A number of other data-based analyses and simulations suggest that the physicality of the WW2WA is questionable. The WW2WA is essentially absent in HadSST3 (Kennedy et al. 2011b). SSTs referenced to air temperatures from nearshore weather stations (Cowtan et al. 2018) and temperature proxies derived from isotopes in tropical coral reefs (Pfeiffer et al. 2017) also show a negligible WW2WA. Furthermore, the WW2WA found in ERSST and HadSST4 estimates greatly exceeds that reproduced by any of the CMIP5 (Taylor et al. 2012) or CMIP6 (Eyring et al. 2016) historical simulations available over this interval (gray curves in Fig. 1c). Neither can statistical models explain this warm anomaly using known climate forcing and internal variability (Folland et al. 2018).

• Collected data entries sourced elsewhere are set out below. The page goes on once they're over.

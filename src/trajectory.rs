//! Waypoint trajectory sampling.
//!
//! A [`Trajectory`] holds time-stamped NED positions and yaws. Sampling it at
//! an arbitrary time produces a piecewise-linear position command with a
//! constant velocity per segment.

use log::{debug, warn};
use nalgebra::Vector3;

use crate::error::ControlError;

/// Commanded position, velocity and yaw for one tick.
#[derive(Clone, Copy, Debug, PartialEq)]
pub struct TrajectoryCommand {
    /// NED position (m)
    pub position: Vector3<f64>,
    /// NED velocity (m/s)
    pub velocity: Vector3<f64>,
    /// Heading (rad)
    pub yaw: f64,
}

/// A validated waypoint sequence.
///
/// Invariant: positions, yaws and times have the same non-zero length and the
/// times are finite and strictly increasing, so every segment has a non-zero span.
#[derive(Clone, Debug)]
pub struct Trajectory {
    positions: Vec<Vector3<f64>>,
    yaws: Vec<f64>,
    times: Vec<f64>,
}

impl Trajectory {
    pub fn new(
        positions: Vec<Vector3<f64>>,
        yaws: Vec<f64>,
        times: Vec<f64>,
    ) -> Result<Self, ControlError> {
        if positions.is_empty() {
            return Err(ControlError::MalformedTrajectory(
                "trajectory has no waypoints".to_string(),
            ));
        }
        if positions.len() != yaws.len() || positions.len() != times.len() {
            return Err(ControlError::MalformedTrajectory(format!(
                "length mismatch: {} positions, {} yaws, {} times",
                positions.len(),
                yaws.len(),
                times.len()
            )));
        }
        if let Some(i) = times.iter().position(|t| !t.is_finite()) {
            return Err(ControlError::MalformedTrajectory(format!(
                "time at index {} is not finite",
                i
            )));
        }
        if let Some(i) = times.windows(2).position(|w| w[1] < w[0]) {
            return Err(ControlError::MalformedTrajectory(format!(
                "times decrease between index {} and {}",
                i,
                i + 1
            )));
        }
        if let Some(i) = times.windows(2).position(|w| w[1] == w[0]) {
            warn!("waypoints {} and {} share t = {}", i, i + 1, times[i]);
            return Err(ControlError::DegenerateSegment {
                index: i + 1,
                time: times[i],
            });
        }

        Ok(Self {
            positions,
            yaws,
            times,
        })
    }

    /// Number of waypoints (always at least one).
    pub fn waypoint_count(&self) -> usize {
        self.times.len()
    }

    pub fn start_time(&self) -> f64 {
        self.times[0]
    }

    pub fn end_time(&self) -> f64 {
        self.times[self.times.len() - 1]
    }

    /// Index of the waypoint whose time is closest to `t`.
    ///
    /// Ties go to the lowest index.
    pub fn nearest_index(&self, t: f64) -> usize {
        let mut best = 0;
        let mut best_dist = (self.times[0] - t).abs();
        for (i, time) in self.times.iter().enumerate().skip(1) {
            let dist = (time - t).abs();
            if dist < best_dist {
                best = i;
                best_dist = dist;
            }
        }
        best
    }

    /// Samples the commanded position, velocity and yaw at time `t`.
    ///
    /// Queries before the first waypoint hold the first waypoint, queries at or
    /// after the last hold the last one; both report zero velocity. Yaw is
    /// not interpolated: it takes the yaw of the segment's starting waypoint.
    pub fn sample(&self, t: f64) -> TrajectoryCommand {
        let nearest = self.nearest_index(t);
        let last = self.waypoint_count() - 1;

        if t < self.times[nearest] {
            if nearest == 0 {
                debug!("t = {} precedes first waypoint at {}", t, self.times[0]);
                return self.hold(0);
            }
            self.interpolate(nearest - 1, nearest, t)
        } else if nearest == last {
            if t > self.times[last] {
                debug!("t = {} is past final waypoint at {}", t, self.times[last]);
            }
            self.hold(last)
        } else {
            self.interpolate(nearest, nearest + 1, t)
        }
    }

    fn hold(&self, index: usize) -> TrajectoryCommand {
        TrajectoryCommand {
            position: self.positions[index],
            velocity: Vector3::zeros(),
            yaw: self.yaws[index],
        }
    }

    fn interpolate(&self, i0: usize, i1: usize, t: f64) -> TrajectoryCommand {
        let time0 = self.times[i0];
        let span = self.times[i1] - time0;

        let delta = self.positions[i1] - self.positions[i0];
        TrajectoryCommand {
            position: self.positions[i0] + delta * ((t - time0) / span),
            velocity: delta / span,
            yaw: self.yaws[i0],
        }
    }
}
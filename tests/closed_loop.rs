use nalgebra::Vector3;
use quad_cascade::dynamics::{simulate_drone, State};
use quad_cascade::{ControllerConfig, IntegralMode, QuadcopterController, Trajectory, VehicleState};

const DT: f64 = 0.01;

/// Runs the controller against the plant, calling `observe` after every step.
fn fly<F>(
    controller: &mut QuadcopterController,
    trajectory: &Trajectory,
    initial: State,
    ticks: usize,
    mut observe: F,
) -> State
where
    F: FnMut(f64, &State),
{
    let params = controller.config().vehicle;
    let mut state = initial;
    for k in 0..ticks {
        let t = k as f64 * DT;
        let output = controller
            .run_control(trajectory, t, &VehicleState::from(&state))
            .unwrap();
        state = simulate_drone(state, params, output.thrust, output.moment, (0.0, DT), 1e-6)
            .unwrap();
        observe(t + DT, &state);
    }
    state
}

fn hold_at(position: Vector3<f64>) -> Trajectory {
    Trajectory::new(vec![position], vec![0.0], vec![0.0]).unwrap()
}

#[test]
fn test_hover_holds_position() {
    let mut controller = QuadcopterController::default();
    let trajectory = hold_at(Vector3::new(0.0, 0.0, -5.0));
    let initial = State {
        position_z: -5.0,
        ..State::default()
    };

    let final_state = fly(&mut controller, &trajectory, initial, 300, |_, _| {});

    assert!((final_state.position_z + 5.0).abs() < 1e-6);
    assert!(final_state.velocity_z.abs() < 1e-6);
    assert_eq!(final_state.roll, 0.0);
    assert_eq!(final_state.pitch, 0.0);
}

#[test]
fn test_altitude_step_per_tick_integral() {
    let mut controller = QuadcopterController::default();
    let trajectory = hold_at(Vector3::new(0.0, 0.0, -1.0));

    let final_state = fly(&mut controller, &trajectory, State::default(), 1000, |_, _| {});

    assert!((final_state.position_z + 1.0).abs() < 0.02);
    assert!(final_state.velocity_z.abs() < 0.05);
}

#[test]
fn test_altitude_step_time_scaled_integral() {
    let config = ControllerConfig {
        integral_mode: IntegralMode::TimeScaled { dt: DT },
        ..ControllerConfig::default()
    };
    let mut controller = QuadcopterController::new(config).unwrap();
    let trajectory = hold_at(Vector3::new(0.0, 0.0, -1.0));

    let final_state = fly(&mut controller, &trajectory, State::default(), 1000, |_, _| {});

    assert!((final_state.position_z + 1.0).abs() < 0.02);
    assert!(final_state.velocity_z.abs() < 0.05);
    assert!(controller.altitude_error_sum() < 1.0);
}

#[test]
fn test_climb_tracks_ramp() {
    let trajectory = Trajectory::new(
        vec![Vector3::zeros(), Vector3::new(0.0, 0.0, -2.0)],
        vec![0.0, 0.0],
        vec![0.0, 4.0],
    )
    .unwrap();
    let mut controller = QuadcopterController::default();

    let mut worst = 0.0_f64;
    let final_state = fly(&mut controller, &trajectory, State::default(), 800, |t, state| {
        if (1.0..4.0).contains(&t) {
            let expected_z = -0.5 * t;
            worst = worst.max((state.position_z - expected_z).abs());
        }
    });

    assert!(worst < 0.05, "ramp tracking error {}", worst);
    assert!((final_state.position_z + 2.0).abs() < 0.02);
}

#[test]
fn test_north_offset_pitches_nose_down() {
    let mut controller = QuadcopterController::default();
    let trajectory = hold_at(Vector3::new(1.0, 0.0, 0.0));

    let final_state = fly(&mut controller, &trajectory, State::default(), 50, |_, _| {});

    assert!(final_state.pitch < 0.0);
    assert!(final_state.roll.abs() < 1e-9);
    assert!(final_state.velocity_x > 0.0);
    assert!(final_state.velocity_y.abs() < 1e-9);
}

A leading hypothesis for the WW2WA relates to switching from predominantly bucket measurements of SST before and immediately after WW2 to engine-room-intake (ERI) measurements during WW2 (Thompson et al. 2008). A typical measurement from a U.K. canvas bucket has been estimated to be, on average, 0.4°C cooler than actual SSTs because of latent cooling before measurement (Folland and Parker 1995). Conversely, although ERI measurements are typically sampled at 5–15 m below the surface and should be consequently cooler than SSTs, given that SSTs are typically defined as coming from depths between 20 and 30 cm (Kennedy et al. 2019), ERI SSTs have an average warm bias ranging from 0.1° to 0.5°C because of absorbing heat released from ship engines (Kennedy et al. 2011b, 2019). A 58% reduction in the number of SST measurements during the WW2 interval (Freeman et al. 2017) could also make errors in a subset of the data more likely to lead to seemingly global anomalies.

A second hypothesis involves changes in protocols for taking measurements at night. Nighttime marine air temperature readings are thought to have been taken inboard to avoid detection and, consequently, to be warmly biased by approximately 0.8°C (Folland et al. 1984). Bucket SSTs may have also been read inboard during WW2. We also note that the proportion of SST readings during the day, as opposed to the night, shifts from 55% in the surrounding 10 years of the war to 61% between 1941 and 1945 (Freeman et al. 2017), suggesting a preference for taking measurements during the daytime.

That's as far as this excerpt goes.